On presentation, a notable discrepancy was found between her slim body silhouette with 168 cm of height and unexpectedly high body weight (69 kg). BP was 154/96 mm Hg, heart rate was 91 beats/min, and respiratory rate was 21 breaths/min with the use of additional respiratory muscles. Oxygen saturation was 96% on room air. Respiratory system examination revealed diminished breath sounds by auscultation and a dull note on percussion in both lower lung fields, which, together with inflated body weight, suggested the presence of an intrathoracic mass.
Apart from anemia (hemoglobin, 7.0 g/dL), laboratory tests showed significantly elevated serum creatinine (4.5 mg/dL), proteinuria of 3.4 g/24 h, and microscopic hematuria suggesting rapidly progressive glomerulonephritis. Renal biopsy confirmed active pauci-immune glomerulonephritis indicative for antineutrophil cytoplasmic antibody (ANCA)-associated vasculitis (AAV) and showed an advanced chronic injury. Subsequent immunologic tests detected a high titer of anti-myeloperoxidase (anti-MPO) ANCAs (> 134 International Units/mL; reference, < 2 International Units/mL) and showed negative results for anti-proteinase 3 ANCAs and antinuclear antibodies. Laboratory tests, neurologic examination, and imaging-based screening excluded vasculitis involvement of other organs.

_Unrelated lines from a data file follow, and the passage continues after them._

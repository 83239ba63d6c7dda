//! ZipMe Core Library
//!
//! This crate provides the domain models, error types, configuration, and validation
//! shared by every ZipMe component.

pub mod config;
pub mod constants;
pub mod error;
pub mod models;
pub mod storage_types;
pub mod validation;

// Re-export commonly used types
pub use config::Config;
pub use error::{AppError, ErrorMetadata, LogLevel};
pub use models::{
    DownloadLink, FileId, PromotedTransfer, Submission, TransferMetadata, TransferToken,
    UploadedFile,
};
pub use storage_types::StorageBackend;
pub use validation::validate_submission;
//! Test helpers: a router over temp-dir local storage with a recording notifier.

#![allow(dead_code)]

use axum_test::multipart::{MultipartForm, Part};
use axum_test::TestServer;
use chrono::{DateTime, Utc};
use std::sync::Arc;
use tempfile::TempDir;
use zipme_api::setup::routes::setup_routes;
use zipme_api::AppState;
use zipme_core::{Config, TransferMetadata, TransferToken};
use zipme_services::test_helpers::RecordingNotifier;
use zipme_storage::{create_storage, create_url_signer, keys, Storage};

pub const SENDER: &str = "a@x.com";
pub const RECIPIENT: &str = "b@x.com";
pub const PUBLIC_BASE_URL: &str = "http://localhost:3000";
pub const FRONTEND_URL: &str = "http://localhost:8080";
pub const SIGNING_SECRET: &str = "0123456789abcdef0123456789abcdef";

pub struct TestApp {
    pub server: TestServer,
    pub notifier: Arc<RecordingNotifier>,
    pub storage: Arc<dyn Storage>,
    pub config: Config,
    _temp_dir: TempDir,
}

impl TestApp {
    pub fn client(&self) -> &TestServer {
        &self.server
    }

    /// Token carried by the latest verification email to `sender`.
    pub fn verification_token(&self, sender: &str) -> String {
        self.notifier
            .link_param(sender, "token")
            .expect("verification email with token")
    }

    /// Stage a transfer directly in storage, bypassing the HTTP surface.
    pub async fn stage_pending(&self, created_at: DateTime<Utc>) -> TransferToken {
        let token = TransferToken::generate();
        let metadata = TransferMetadata::new(SENDER.into(), RECIPIENT.into(), created_at);
        self.storage
            .upload(
                &keys::pending_archive_key(&token),
                bytes::Bytes::from_static(b"PK\x05\x06"),
                "application/zip",
                true,
            )
            .await
            .unwrap();
        self.storage
            .upload(
                &keys::pending_metadata_key(&token),
                bytes::Bytes::from(serde_json::to_vec(&metadata).unwrap()),
                "application/json",
                true,
            )
            .await
            .unwrap();
        token
    }
}

fn test_config(storage_path: &str, overrides: &[(&str, &str)]) -> Config {
    let mut pairs: Vec<(String, String)> = [
        ("LOCAL_STORAGE_PATH", storage_path),
        ("STORAGE_SIGNING_SECRET", SIGNING_SECRET),
        ("EMAIL_ENABLED", "false"),
        ("PUBLIC_BASE_URL", PUBLIC_BASE_URL),
        ("FRONTEND_URL", FRONTEND_URL),
        ("MAX_FILE_SIZE_MB", "1"),
        ("MAX_REQUEST_SIZE_MB", "4"),
    ]
    .iter()
    .map(|(k, v)| (k.to_string(), v.to_string()))
    .collect();
    // Later entries win.
    pairs.extend(overrides.iter().map(|(k, v)| (k.to_string(), v.to_string())));

    Config::from_lookup(move |key| {
        pairs
            .iter()
            .rev()
            .find(|(k, _)| k == key)
            .map(|(_, v)| v.clone())
    })
    .expect("valid test config")
}

pub async fn setup_test_app() -> TestApp {
    setup_test_app_with(RecordingNotifier::new()).await
}

pub async fn setup_test_app_with(notifier: RecordingNotifier) -> TestApp {
    setup_test_app_with_env(notifier, &[]).await
}

/// Test app with extra environment entries layered over the defaults.
pub async fn setup_test_app_with_env(
    notifier: RecordingNotifier,
    overrides: &[(&str, &str)],
) -> TestApp {
    let temp_dir = tempfile::tempdir().expect("temp dir");
    let config = test_config(
        temp_dir.path().to_str().expect("utf-8 temp path"),
        overrides,
    );

    let storage = create_storage(&config).await.expect("local storage");
    let signer = create_url_signer(&config).expect("url signer");
    let notifier = Arc::new(notifier);

    let state = Arc::new(AppState::new(
        config.clone(),
        storage.clone(),
        notifier.clone(),
        Some(signer),
    ));
    let router = setup_routes(&config, state).expect("router");
    let server = TestServer::new(router).expect("test server");

    TestApp {
        server,
        notifier,
        storage,
        config,
        _temp_dir: temp_dir,
    }
}

/// Submission form with both emails and one file per `(name, bytes)` pair.
pub fn transfer_form(sender: &str, recipient: &str, files: &[(&str, &[u8])]) -> MultipartForm {
    let mut form = MultipartForm::new()
        .add_text("senderEmail", sender.to_string())
        .add_text("recipientEmail", recipient.to_string());
    for (name, data) in files {
        let part = Part::bytes(data.to_vec())
            .file_name(name.to_string())
            .mime_type("application/octet-stream");
        form = form.add_part("uploadedFiles", part);
    }
    form
}

/// Path and query of an absolute URL served by the test app.
pub fn local_path(url: &str) -> String {
    url.strip_prefix(PUBLIC_BASE_URL)
        .expect("URL served by this app")
        .to_string()
}

/// Value of query parameter `name` in a redirect location.
pub fn query_param(location: &str, name: &str) -> Option<String> {
    let (_, query) = location.split_once('?')?;
    query
        .split('&')
        .filter_map(|pair| pair.split_once('='))
        .find(|(key, _)| *key == name)
        .map(|(_, value)| urlencoding::decode(value).map(|v| v.into_owned()).unwrap_or_default())
}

According to clinical presumption, chest radiography showed a giant mediastinal mass (Fig 1A). Subsequent CT scan confirmed the presence of a mediastinal tumor filling more than half of the chest (26 × 23 × 19 cm), compressing and shifting adjacent structures without their infiltration or destruction. The tumor contained mainly fat with scattered linear soft tissue attenuation, raising suspicion for well-differentiated liposarcoma (WD-LPS) (Fig 1B-D). Plethysmography showed a significant reduction in total lung capacity (2.21 L; 0.02 percentile), whereas echocardiography revealed left ventricle hyperkinesis and pulmonary hypertension secondary to external compression of the heart, great vessels, and lungs.
CT scan-guided tru-cut biopsy of the tumor was performed. Conventional microscopy showed only mature adipose tissue, which could be a part of WD-LPS. Nevertheless, fluorescence in situ hybridization revealed a lack of MDM2 gene amplification and of RB1 gene loss, excluding WD-LPS and minimizing the risk of atypical spindle-cell lipomatous tumor, respectively (Fig 2A, 2B ). The definite diagnosis could not be established without tumor resection. However, surgical intervention was possible only after remission of life- and organ-threatening symptoms of AAV.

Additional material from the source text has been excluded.